In che modo i costi fissi differiscono dalle variabili?

Il tuo budget è composto da costi fissi e variabili. Ma cosa significano queste due parole? Come si differenziano?

Determinazione dei costi fissi (costi)

I costi fissi sono la stessa quantità ogni mese . Queste fatture non possono essere facilmente modificate, di solito pagate regolarmente: settimanalmente, mensilmente, trimestralmente o di anno in anno.

Tipici costi fissi domestici (costi) - mutui o canoni di locazione, pagamenti per auto, tasse immobiliari e premi assicurativi. In teoria, è possibile modificare il pagamento mensile del mutuo rifinanziando un prestito o invertendo una valutazione dell'imposta patrimoniale. Lo stesso, se paghi l'affitto. Puoi cambiare questo account spostandoti in una casa più economica o prendi un compagno di stanza. Assicurazione medica, assicurazione auto, assicurazione sulla vita sono anche esempi di costi fissi. Dovrai passare diverse ore ad esplorare piani alternativi per modificare questi importi di pagamento mensili.

Costo variabile

I costi variabili sono le decisioni di spesa quotidiane come: mangiare in un ristorante, comprare vestiti, bere Starbucks, giocare a biliardo con gli amici ed essenziale

La maggior parte delle persone spende un importo diverso ogni mese sulla benzina e paga per la riparazione e la manutenzione necessarie.
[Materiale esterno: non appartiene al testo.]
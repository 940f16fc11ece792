//! # chatlink
//!
//! Real-time chat client for a multi-agent conversational backend reached
//! over WebSocket.
//!
//! The crate keeps one live session to the backend, reconnects after loss,
//! classifies inbound agent events into an append-only message log, and
//! mediates outbound user turns (including announcements of uploaded media).
//! Presentation is left to callers: they hold a [`client::ChatHandle`], read
//! snapshots, and subscribe to [`controller::ChatUpdate`]s.

pub mod classify;
pub mod client;
pub mod config;
pub mod controller;
pub mod error;
pub mod message_log;
pub mod reconnect;
pub mod transport;
pub mod upload;
pub mod wire;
Differenze nei costi fissi da variabili nell'economia

I costi fissi e variabili sono i due principali costi nella produzione di beni e servizi. Il valore totale di una società è costituito dai costi fissi totali e dai costi variabili totali. I costi variabili variano con la quantità di prodotto prodotto. I costi fissi rimangono gli stessi, indipendentemente dal numero di prodotti prodotti dall'azienda.
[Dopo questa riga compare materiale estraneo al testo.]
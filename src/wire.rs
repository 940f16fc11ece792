//! JSON wire payloads exchanged with the agent backend.
//!
//! Both directions are single-line JSON objects sent as WebSocket text
//! frames. Inbound decoding is the only place a payload can be rejected;
//! everything downstream works with typed [`InboundEvent`] values.

use serde::{Deserialize, Serialize};

use crate::error::ChatError;

#[cfg(test)]
#[path = "wire_test.rs"]
mod tests;

/// A decoded event pushed by the backend.
#[derive(Clone, Debug, PartialEq, Eq, Deserialize)]
pub struct InboundEvent {
    pub sender: String,
    pub text: String,
    /// Set when the agent is asking the user for input. Older backends omit it.
    #[serde(default)]
    pub requires_input: bool,
}

/// A user turn sent to the backend.
#[derive(Clone, Debug, PartialEq, Eq, Serialize)]
pub struct OutboundMessage<'a> {
    pub text: &'a str,
}

/// Decode a raw text frame into an [`InboundEvent`].
///
/// # Errors
///
/// Returns [`ChatError::MalformedPayload`] when the frame is not JSON or is
/// missing `sender`/`text`.
pub fn decode_inbound(raw: &str) -> Result<InboundEvent, ChatError> {
    serde_json::from_str(raw).map_err(|e| ChatError::MalformedPayload(e.to_string()))
}

/// Encode a user turn as `{"text": ...}`.
#[must_use]
pub fn encode_outbound(text: &str) -> String {
    // Serializing a struct with a single `&str` field cannot fail.
    serde_json::to_string(&OutboundMessage { text }).unwrap_or_default()
}
#[cfg(test)]
mod tests {
    use super::*;
    use crate::core::{Value, DEFAULT_CONTEXT};
    use crate::storage::ingest::ingest;
    use parking_lot::RwLock;
    use tempfile::tempdir;

    struct Fixture {
        _dir: tempfile::TempDir,
        lock: RwLock<()>,
        cache: Arc<FooterCache>,
        layout: ArchiveLayout,
        registry: IdRegistry,
    }

    impl Fixture {
        fn new() -> Self {
            let dir = tempdir().unwrap();
            let cache = Arc::new(FooterCache::new(32));
            let layout = ArchiveLayout::open(dir.path(), Arc::clone(&cache), 4).unwrap();
            let registry = IdRegistry::open(&dir.path().join("metadata"), Arc::clone(&cache), 64, 4).unwrap();
            Self { _dir: dir, lock: RwLock::new(()), cache, layout, registry }
        }

        fn put(&self, tuples: Vec<Tuple>) {
            ingest(&self.layout, &self.registry, tuples).unwrap();
        }

        fn fetch(&self, request: FetchRequest<'_>) -> Vec<Tuple> {
            FetchIter::new(self.lock.read(), &self.layout, &self.registry, &self.cache, &request)
                .unwrap()
                .collect::<Result<Vec<_>>>()
                .unwrap()
        }

        fn properties(&self, item: &str) -> Vec<String> {
            PropertyIter::new(self.lock.read(), &self.layout, &self.registry, &self.cache, item)
                .unwrap()
                .collect::<Result<Vec<_>>>()
                .unwrap()
        }
    }

    fn times(tuples: &[Tuple]) -> Vec<(i64, i32)> {
        tuples.iter().map(|t| (t.time, t.seq_nr)).collect()
    }

    #[test]
    fn test_merge_across_batches_is_ordered() {
        let fx = Fixture::new();
        fx.put(vec![
            Tuple::new("ex:s", "ex:p", DEFAULT_CONTEXT, 10, 0, 1),
            Tuple::new("ex:s", "ex:p", DEFAULT_CONTEXT, 30, 0, 3),
        ]);
        fx.put(vec![
            Tuple::new("ex:s", "ex:p", DEFAULT_CONTEXT, 10, 1, 4),
            Tuple::new("ex:s", "ex:p", DEFAULT_CONTEXT, 20, 0, 2),
            Tuple::new("ex:s", "ex:p", DEFAULT_CONTEXT, 40, 0, 5),
        ]);

        let rows = fx.fetch(FetchRequest { item: "ex:s", ..Default::default() });
        assert_eq!(times(&rows), vec![(10, 0), (10, 1), (20, 0), (30, 0), (40, 0)]);
        let merged = fx.fetch(FetchRequest { item: "ex:s", begin: Some(15), ..Default::default() });
        assert_eq!(times(&merged), vec![(20, 0), (30, 0), (40, 0)]);
    }

    #[test]
    fn test_equal_times_break_ties_by_seq_nr_then_file() {
        let fx = Fixture::new();
        fx.put(vec![Tuple::new("ex:s", "ex:p", DEFAULT_CONTEXT, 10, 2, "b1")]);
        fx.put(vec![Tuple::new("ex:s", "ex:p", DEFAULT_CONTEXT, 10, 1, "a")]);
        fx.put(vec![Tuple::new("ex:s", "ex:p", DEFAULT_CONTEXT, 10, 2, "b3")]);

        let values: Vec<Value> = fx.fetch(FetchRequest { item: "ex:s", ..Default::default() }).into_iter().map(|t| t.value).collect();
        assert_eq!(values, vec![Value::from("a"), Value::from("b1"), Value::from("b3")]);
    }

    #[test]
    fn test_limit_applies_per_property_run() {
        let fx = Fixture::new();
        let mut tuples = Vec::new();
        for i in 0..10 {
            tuples.push(Tuple::new("ex:s", "ex:a", DEFAULT_CONTEXT, i, 0, i));
        }
        for i in 10..15 {
            tuples.push(Tuple::new("ex:s", "ex:b", DEFAULT_CONTEXT, i, 0, i));
        }
        fx.put(tuples);

        let rows = fx.fetch(FetchRequest { item: "ex:s", limit: 3, ..Default::default() });
        let properties: Vec<&str> = rows.iter().map(|t| t.property.as_str()).collect();
        assert_eq!(properties, vec!["ex:a", "ex:a", "ex:a", "ex:b", "ex:b", "ex:b"]);
        assert_eq!(times(&rows), vec![(0, 0), (1, 0), (2, 0), (10, 0), (11, 0), (12, 0)]);
    }

    #[test]
    fn test_key_patterns() {
        let fx = Fixture::new();
        fx.put(vec![
            Tuple::new("ex:s", "ex:a", "ex:c1", 1, 0, 1),
            Tuple::new("ex:s", "ex:a", "ex:c2", 2, 0, 2),
            Tuple::new("ex:s", "ex:b", "ex:c1", 3, 0, 3),
            Tuple::new("ex:t", "ex:a", "ex:c1", 4, 0, 4),
        ]);

        let exact = fx.fetch(FetchRequest { item: "ex:s", property: Some("ex:a"), context: Some("ex:c2"), ..Default::default() });
        assert_eq!(times(&exact), vec![(2, 0)]);

        let by_property = fx.fetch(FetchRequest { item: "ex:s", property: Some("ex:a"), ..Default::default() });
        assert_eq!(times(&by_property), vec![(1, 0), (2, 0)]);
        assert_eq!(by_property[1].context, "ex:c2");

        let by_context = fx.fetch(FetchRequest { item: "ex:s", context: Some("ex:c1"), ..Default::default() });
        assert_eq!(times(&by_context), vec![(1, 0), (3, 0)]);
        assert!(by_context.iter().all(|t| t.context == "ex:c1" && t.item == "ex:s"));

        assert!(fx.fetch(FetchRequest { item: "ex:s", property: Some("ex:zzz"), ..Default::default() }).is_empty());
        assert!(fx.fetch(FetchRequest { item: "ex:s", context: Some("ex:zzz"), ..Default::default() }).is_empty());
        assert!(fx.fetch(FetchRequest { item: "ex:nobody", ..Default::default() }).is_empty());
    }

    #[test]
    fn test_groups_are_read_newest_first() {
        let fx = Fixture::new();
        let week = 7 * 24 * 3600;
        fx.put(vec![
            Tuple::new("ex:s", "ex:p", DEFAULT_CONTEXT, 1_704_067_200, 0, 1),
            Tuple::new("ex:s", "ex:p", DEFAULT_CONTEXT, 1_704_067_200 + week, 0, 2),
            Tuple::new("ex:s", "ex:p", DEFAULT_CONTEXT, 1_704_067_200 + 2 * week, 0, 3),
        ]);
        let values: Vec<Value> = fx.fetch(FetchRequest { item: "ex:s", ..Default::default() }).into_iter().map(|t| t.value).collect();
        assert_eq!(values, vec![Value::Int(3), Value::Int(2), Value::Int(1)]);
    }

    #[test]
    fn test_properties_in_id_order() {
        let fx = Fixture::new();
        fx.put(vec![
            Tuple::new("ex:s", "ex:first", DEFAULT_CONTEXT, 1, 0, 1),
            Tuple::new("ex:t", "ex:other", DEFAULT_CONTEXT, 1, 0, 1),
        ]);
        fx.put(vec![
            Tuple::new("ex:s", "ex:third", DEFAULT_CONTEXT, 2, 0, 1),
            Tuple::new("ex:s", "ex:first", DEFAULT_CONTEXT, 3, 0, 1),
        ]);

        assert_eq!(fx.properties("ex:s"), vec!["ex:first", "ex:third"]);
        assert_eq!(fx.properties("ex:t"), vec!["ex:other"]);
        assert!(fx.properties("ex:unknown").is_empty());
    }
}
Questa distinzione è una parte fondamentale della comprensione delle caratteristiche finanziarie di un'azienda. Se la struttura dei costi consiste principalmente di costi fissi (ad esempio una raffineria), i gestori sono più inclini ad accettare offerte per i loro prodotti a prezzi bassi al fine di generare una quantità sufficiente di vendite a copertura dei costi fissi. Ciò può portare ad un aumento del livello di concorrenza nel settore, dal momento che tutti hanno probabilmente la stessa struttura dei costi e dovrebbero coprire i loro costi fissi. Dopo che i costi fissi sono stati pagati, tutte le vendite aggiuntive, di regola, hanno una redditività piuttosto elevata. Ciò significa che un business a costi fissi elevati può generare profitti enormi quando le vendite sono al picco della domanda, ma possono subire pesanti perdite in caso di calo delle vendite.

Se la struttura dei costi consiste principalmente di costi variabili (come i servizi alle imprese), i gestori dovrebbero trarre profitto da ogni vendita e quindi sono meno propensi ad accettare le offerte dei clienti a prezzi bassi. Queste aziende possono facilmente coprire la loro piccola quantità di costi fissi. I costi variabili costituiscono una percentuale relativamente alta delle vendite, quindi il profitto guadagnato da ogni singola vendita è inferiore allo scenario di un alto costo fisso.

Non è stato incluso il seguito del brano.